Letters to Nature
Nature 392, 923-926 (30 April 1998) | doi:10.1038/31940; Received 31 October 1997; Accepted 20 February 1998
Oligophrenin-1 encodes a rhoGAP protein involved in X-linked mental retardation
Pierre Billuart1, Thierry Bienvenu1, Nathalie Ronce2, Vincent des Portes1, Marie Claude Vinet1, Ramzi Zemni1, Hugues Roest Crollius3, Alain Carrié1, Fabien Fauchereau1, Michele Cherry4, Sylvain Briault2, Ben Hamel5, Jean-Pierre Fryns6, Cherif Beldjord1, Axel Kahn1, Claude Moraine2 & Jamel Chelly1
- INSERM U129-ICGM, Faculté de Médecine Cochin, 24 rue du Faubourg Saint-Jacques, 75014 Paris, France
- Centre Hospitalier Universitaire de Tours, Service de Génétique, Hôpital Bretonneau, 2 boulevard Tonnelle, 37044 Tours Cedex, France
- Max-Plank-Institute for Molecular Genetics, Ihnestrasse 73, Berlin-Dahlem, Germany
- Centre Hospitalier Universitaire de Nancy, Laboratoire de Génétique, Rue du Morvan, 54511 Vandoeuvre les Nancy Cedex, France
- University Hospital Nijmegen, 417 Department of Human Genetics, Geert Grooteplein 10, 6500 HB Nijmegen, The Netherlands
- Center for Human Genetics, Clinical Genetics Univ, UZ Gasthuisberg, Herestraat 49, B-3000 Leuven, Belgium
Correspondence to: Correspondence and requests for materials should be addressed to J.C. (e-mail: Email: chelly@cochin.inserm.fr).The EMBL accession number for the oligophrenin-1 sequence reported here is AJ001189.

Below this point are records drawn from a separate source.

//! Dependency graph validation and ordering

use std::collections::{HashMap, HashSet};

use tracing::debug;

/// Anything with an id and a list of dependency ids
pub trait DependencyNode {
    fn node_id(&self) -> &str;
    fn node_deps(&self) -> &[String];
}

/// Check that every dependency names a node in the graph
///
/// Returns the first `(node, missing_dependency)` pair found.
pub fn find_unknown_dependency<N: DependencyNode>(nodes: &[N]) -> Option<(String, String)> {
    debug!(node_count = nodes.len(), "find_unknown_dependency: called");
    let ids: HashSet<&str> = nodes.iter().map(|n| n.node_id()).collect();
    for node in nodes {
        for dep in node.node_deps() {
            if !ids.contains(dep.as_str()) {
                debug!(node = node.node_id(), %dep, "find_unknown_dependency: found");
                return Some((node.node_id().to_string(), dep.clone()));
            }
        }
    }
    None
}

/// Detect cycles
///
/// Returns the cycle path on failure; the first and last elements are the same id.
/// Nodes are visited in slice order so the reported cycle is stable.
pub fn validate_dependency_graph<N: DependencyNode>(nodes: &[N]) -> Result<(), Vec<String>> {
    debug!(node_count = nodes.len(), "validate_dependency_graph: called");
    let node_map: HashMap<&str, &N> = nodes.iter().map(|n| (n.node_id(), n)).collect();

    let mut visited = HashSet::new();
    let mut rec_stack = HashSet::new();
    let mut cycle_path = Vec::new();

    for node in nodes {
        let id = node.node_id();
        if !visited.contains(id) && has_cycle_dfs(id, &node_map, &mut visited, &mut rec_stack, &mut cycle_path) {
            debug!(?cycle_path, "validate_dependency_graph: cycle detected");
            return Err(cycle_path);
        }
    }

    debug!("validate_dependency_graph: no cycles found");
    Ok(())
}

fn has_cycle_dfs<'a, N: DependencyNode>(
    node: &'a str,
    graph: &HashMap<&'a str, &'a N>,
    visited: &mut HashSet<&'a str>,
    rec_stack: &mut HashSet<&'a str>,
    cycle_path: &mut Vec<String>,
) -> bool {
    visited.insert(node);
    rec_stack.insert(node);
    cycle_path.push(node.to_string());

    if let Some(record) = graph.get(node) {
        for dep_id in record.node_deps() {
            if !visited.contains(dep_id.as_str()) {
                if let Some((&dep_key, _)) = graph.get_key_value(dep_id.as_str())
                    && has_cycle_dfs(dep_key, graph, visited, rec_stack, cycle_path)
                {
                    return true;
                }
            } else if rec_stack.contains(dep_id.as_str()) {
                debug!(%node, %dep_id, "has_cycle_dfs: back edge found - cycle detected");
                // Trim the path to start at the repeated node
                if let Some(pos) = cycle_path.iter().position(|p| p == dep_id) {
                    cycle_path.drain(..pos);
                }
                cycle_path.push(dep_id.clone());
                return true;
            }
        }
    }

    rec_stack.remove(node);
    cycle_path.pop();
    false
}

/// Topologically sort nodes by dependencies
///
/// Returns indices into `nodes`, dependencies first. Ties are broken by slice
/// order, so the same input always yields the same order.
pub fn topological_sort<N: DependencyNode>(nodes: &[N]) -> Result<Vec<usize>, Vec<String>> {
    debug!(node_count = nodes.len(), "topological_sort: called");
    validate_dependency_graph(nodes)?;

    let index_map: HashMap<&str, usize> = nodes.iter().enumerate().map(|(i, n)| (n.node_id(), i)).collect();

    let mut visited = HashSet::new();
    let mut result = Vec::with_capacity(nodes.len());

    for idx in 0..nodes.len() {
        topo_dfs_idx(idx, nodes, &index_map, &mut visited, &mut result);
    }

    debug!(result_len = result.len(), "topological_sort: complete");
    Ok(result)
}

fn topo_dfs_idx<N: DependencyNode>(
    idx: usize,
    nodes: &[N],
    index_map: &HashMap<&str, usize>,
    visited: &mut HashSet<usize>,
    result: &mut Vec<usize>,
) {
    if !visited.insert(idx) {
        return;
    }

    for dep_id in nodes[idx].node_deps() {
        if let Some(&dep_idx) = index_map.get(dep_id.as_str()) {
            topo_dfs_idx(dep_idx, nodes, index_map, visited, result);
        }
    }

    result.push(idx);
}
//! Map view: composes frames from the stores and the blackboard

use std::sync::Arc;

use super::display::{DisplayError, DisplaySurface, Frame};
use super::gauge::GaugeReading;
use super::store::DataStore;
use super::task::TaskManager;
use crate::blackboard::{DerivedState, FlightMode, SensorState};
use crate::registry::SubsystemError;

/// The stores a map view draws from, all past their load step
#[derive(Debug, Clone)]
pub struct PopulatedStores {
    pub waypoints: Arc<DataStore>,
    pub airspaces: Arc<DataStore>,
    pub topology: Arc<DataStore>,
    pub terrain: Arc<DataStore>,
    pub weather: Arc<DataStore>,
    pub marks: Arc<DataStore>,
}

impl PopulatedStores {
    /// Fails if any store has not attempted its load yet
    pub fn assemble(
        waypoints: Arc<DataStore>,
        airspaces: Arc<DataStore>,
        topology: Arc<DataStore>,
        terrain: Arc<DataStore>,
        weather: Arc<DataStore>,
        marks: Arc<DataStore>,
    ) -> Result<Self, SubsystemError> {
        let stores = Self {
            waypoints,
            airspaces,
            topology,
            terrain,
            weather,
            marks,
        };
        if let Some(store) = stores.iter().find(|s| !s.is_populated()) {
            return Err(SubsystemError::failed(
                "map_view",
                format!("store '{}' is {:?}", store.kind(), store.state()),
            ));
        }
        Ok(stores)
    }

    fn iter(&self) -> impl Iterator<Item = &Arc<DataStore>> {
        [
            &self.waypoints,
            &self.airspaces,
            &self.topology,
            &self.terrain,
            &self.weather,
            &self.marks,
        ]
        .into_iter()
    }
}

#[derive(Debug)]
pub struct MapView {
    stores: PopulatedStores,
    task: Arc<TaskManager>,
    display: Arc<dyn DisplaySurface>,
}

impl MapView {
    pub fn new(stores: PopulatedStores, task: Arc<TaskManager>, display: Arc<dyn DisplaySurface>) -> Self {
        Self { stores, task, display }
    }

    pub fn display(&self) -> &Arc<dyn DisplaySurface> {
        &self.display
    }

    pub fn compose(&self, seq: u64, sensor: &SensorState, derived: &DerivedState, gauge: &GaugeReading) -> Frame {
        let mut lines = Vec::with_capacity(5);

        if sensor.has_fix() {
            lines.push(format!(
                "pos {:.4} {:.4}  alt {:.0}m  gs {:.0}m/s  trk {:03.0}",
                sensor.latitude, sensor.longitude, sensor.altitude, sensor.ground_speed, sensor.track
            ));
        } else {
            lines.push("waiting for fix".to_string());
        }

        let mode = match derived.mode {
            FlightMode::Cruise => "cruise",
            FlightMode::Circling => "circling",
        };
        lines.push(format!(
            "vario {:+.1}  avg {:+.1}  gain {:+.0}m  {}  t {:.0}s",
            gauge.vario, derived.average_vario, derived.altitude_gain, mode, derived.flight_time_secs
        ));

        let target = self.task.target().map(|wp| wp.name).unwrap_or_else(|| "-".to_string());
        lines.push(format!("next {}  ({:?})", target, self.task.mode()));

        if !derived.airspace_warnings.is_empty() {
            lines.push(format!("AIRSPACE {}", derived.airspace_warnings.join(", ")));
        }

        let s = &self.stores;
        lines.push(format!(
            "wpt {}  asp {}  topo {}  terrain {}  wx {}  marks {}",
            s.waypoints.len(),
            s.airspaces.len(),
            s.topology.len(),
            s.terrain.len(),
            s.weather.len(),
            s.marks.len()
        ));

        Frame { seq, lines }
    }

    /// Compose and present one frame
    pub fn render(
        &self,
        seq: u64,
        sensor: &SensorState,
        derived: &DerivedState,
        gauge: &GaugeReading,
    ) -> Result<(), DisplayError> {
        let frame = self.compose(seq, sensor, derived, gauge);
        self.display.present(&frame)
    }
}
//! Flight recorder
//!
//! The calculation worker records every processed fix. Fixes are buffered and
//! appended to the log file in batches; `close` writes out whatever is still
//! buffered. A failed write keeps the batch for the next attempt.

use std::fs;
use std::io::Write;
use std::path::{Path, PathBuf};

use chrono::{DateTime, SecondsFormat, Utc};
use parking_lot::Mutex;
use serde::Serialize;
use tracing::{debug, info};

use crate::blackboard::SensorState;
use crate::registry::SubsystemError;

/// Buffered fixes written out in one append
pub const FLUSH_THRESHOLD: usize = 32;

/// One logged position
#[derive(Debug, Clone, PartialEq, Serialize)]
pub struct Fix {
    pub time: DateTime<Utc>,
    pub latitude: f64,
    pub longitude: f64,
    pub altitude: f64,
    pub vario: f64,
}

impl Fix {
    /// `None` for samples without a time fix
    pub fn from_sensor(sensor: &SensorState) -> Option<Self> {
        Some(Self {
            time: sensor.time?,
            latitude: sensor.latitude,
            longitude: sensor.longitude,
            altitude: sensor.altitude,
            vario: sensor.vario,
        })
    }

    fn to_line(&self) -> String {
        format!(
            "{},{:.6},{:.6},{:.1},{:.2}\n",
            self.time.to_rfc3339_opts(SecondsFormat::Secs, true),
            self.latitude,
            self.longitude,
            self.altitude,
            self.vario
        )
    }
}

#[derive(Debug, Default)]
struct LogBuffer {
    pending: Vec<Fix>,
    written: u64,
    closed: bool,
}

#[derive(Debug)]
pub struct FlightLogger {
    path: PathBuf,
    buffer: Mutex<LogBuffer>,
}

impl FlightLogger {
    pub fn new(path: impl Into<PathBuf>) -> Self {
        let path = path.into();
        debug!(?path, "FlightLogger::new: called");
        Self {
            path,
            buffer: Mutex::new(LogBuffer::default()),
        }
    }

    pub fn path(&self) -> &Path {
        &self.path
    }

    /// Buffer a fix; true if it was taken
    ///
    /// Samples without a fix and samples arriving after close are skipped.
    pub fn record(&self, sensor: &SensorState) -> Result<bool, SubsystemError> {
        let Some(fix) = Fix::from_sensor(sensor) else {
            return Ok(false);
        };
        let mut buffer = self.buffer.lock();
        if buffer.closed {
            debug!("FlightLogger::record: closed, fix skipped");
            return Ok(false);
        }
        buffer.pending.push(fix);
        if buffer.pending.len() >= FLUSH_THRESHOLD {
            self.write_out(&mut buffer)?;
        }
        Ok(true)
    }

    /// Append buffered fixes to the log file; returns how many were written
    pub fn flush(&self) -> Result<usize, SubsystemError> {
        let mut buffer = self.buffer.lock();
        self.write_out(&mut buffer)
    }

    /// Flush and stop recording; a second close writes nothing
    pub fn close(&self) -> Result<usize, SubsystemError> {
        let mut buffer = self.buffer.lock();
        if buffer.closed {
            return Ok(0);
        }
        let written = self.write_out(&mut buffer)?;
        buffer.closed = true;
        info!(path = %self.path.display(), total = buffer.written, "Flight log closed");
        Ok(written)
    }

    pub fn pending(&self) -> usize {
        self.buffer.lock().pending.len()
    }

    /// Fixes written to the file since construction
    pub fn written(&self) -> u64 {
        self.buffer.lock().written
    }

    pub fn is_closed(&self) -> bool {
        self.buffer.lock().closed
    }

    fn write_out(&self, buffer: &mut LogBuffer) -> Result<usize, SubsystemError> {
        if buffer.pending.is_empty() {
            return Ok(0);
        }
        let io_err = |source| SubsystemError::Io {
            id: "flight_logger".to_string(),
            path: self.path.clone(),
            source,
        };
        if let Some(parent) = self.path.parent() {
            fs::create_dir_all(parent).map_err(io_err)?;
        }
        let lines: String = buffer.pending.iter().map(Fix::to_line).collect();
        let mut file = fs::OpenOptions::new()
            .create(true)
            .append(true)
            .open(&self.path)
            .map_err(io_err)?;
        file.write_all(lines.as_bytes()).map_err(io_err)?;

        let count = buffer.pending.len();
        buffer.pending.clear();
        buffer.written += count as u64;
        debug!(count, path = %self.path.display(), "FlightLogger: batch written");
        Ok(count)
    }
}

#[cfg(test)]
mod tests {
    use super::*;
    use tempfile::TempDir;

    fn sample(altitude: f64) -> SensorState {
        SensorState {
            time: Some(Utc::now()),
            latitude: -36.5,
            longitude: 146.0,
            altitude,
            vario: 1.25,
            ..Default::default()
        }
    }

    #[test]
    fn test_record_buffers_until_flush() {
        let dir = TempDir::new().unwrap();
        let logger = FlightLogger::new(dir.path().join("logs").join("flight.csv"));

        assert!(logger.record(&sample(1000.0)).unwrap());
        assert!(logger.record(&sample(1001.0)).unwrap());
        assert_eq!(logger.pending(), 2);
        assert!(!logger.path().exists());

        assert_eq!(logger.flush().unwrap(), 2);
        assert_eq!(logger.pending(), 0);
        let content = fs::read_to_string(logger.path()).unwrap();
        assert_eq!(content.lines().count(), 2);
        assert!(content.lines().next().unwrap().ends_with(",1000.0,1.25"));
    }

    #[test]
    fn test_samples_without_fix_are_skipped() {
        let dir = TempDir::new().unwrap();
        let logger = FlightLogger::new(dir.path().join("flight.csv"));
        assert!(!logger.record(&SensorState::default()).unwrap());
        assert_eq!(logger.pending(), 0);
    }

    #[test]
    fn test_threshold_triggers_write() {
        let dir = TempDir::new().unwrap();
        let logger = FlightLogger::new(dir.path().join("flight.csv"));
        for i in 0..FLUSH_THRESHOLD {
            logger.record(&sample(i as f64)).unwrap();
        }
        assert_eq!(logger.pending(), 0);
        assert_eq!(logger.written(), FLUSH_THRESHOLD as u64);
    }

    #[test]
    fn test_close_flushes_then_refuses() {
        let dir = TempDir::new().unwrap();
        let logger = FlightLogger::new(dir.path().join("flight.csv"));
        logger.record(&sample(900.0)).unwrap();

        assert_eq!(logger.close().unwrap(), 1);
        assert!(logger.is_closed());
        assert_eq!(logger.close().unwrap(), 0);
        assert!(!logger.record(&sample(901.0)).unwrap());
        assert_eq!(fs::read_to_string(logger.path()).unwrap().lines().count(), 1);
    }

    #[test]
    fn test_failed_write_keeps_batch() {
        let dir = TempDir::new().unwrap();
        // A directory where the file should be
        let path = dir.path().join("flight.csv");
        fs::create_dir_all(&path).unwrap();
        let logger = FlightLogger::new(&path);
        logger.record(&sample(500.0)).unwrap();

        assert!(logger.flush().is_err());
        assert_eq!(logger.pending(), 1);
    }

    #[test]
    fn test_appends_across_loggers() {
        let dir = TempDir::new().unwrap();
        let path = dir.path().join("flight.csv");
        for run in 0..2 {
            let logger = FlightLogger::new(&path);
            logger.record(&sample(run as f64)).unwrap();
            logger.close().unwrap();
        }
        assert_eq!(fs::read_to_string(&path).unwrap().lines().count(), 2);
    }
}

Primary or nonspecific X-linked mental retardation (MRX) is a heterogeneous condition in which affected patients do not have any distinctive clinical or biochemical features in common apart from cognitive impairment1. Although it is present in approximately 0.15–0.3% of males2, most of the genetic defects associated with MRX, which may involve more than ten different genes, remain unknown3. Here we report the characterization of a new gene on the long arm of the X-chromosome (position Xq12) and the identification in unrelated individuals of different mutations that are predicted to cause a loss of function. This gene is highly expressed in fetal brain and encodes a protein of relative molecular mass 91K, named oligophrenin-1, which contains a domain typical of a Rho-GTPase–activating protein (rhoGAP)4,5. By enhancing their GTPase activity, GAP proteins inactivate small Rho and Ras proteins, so inactivation of rhoGAP proteins might cause constitutive activation of their GTPase targets. Such activation is known to affect cell migration and outgrowth of axons and dendrites in vivo 6, 7, 8,. Our results demonstrate an association between cognitive impairment and a defect in a signalling pathway that depends on a Ras-like GTPase.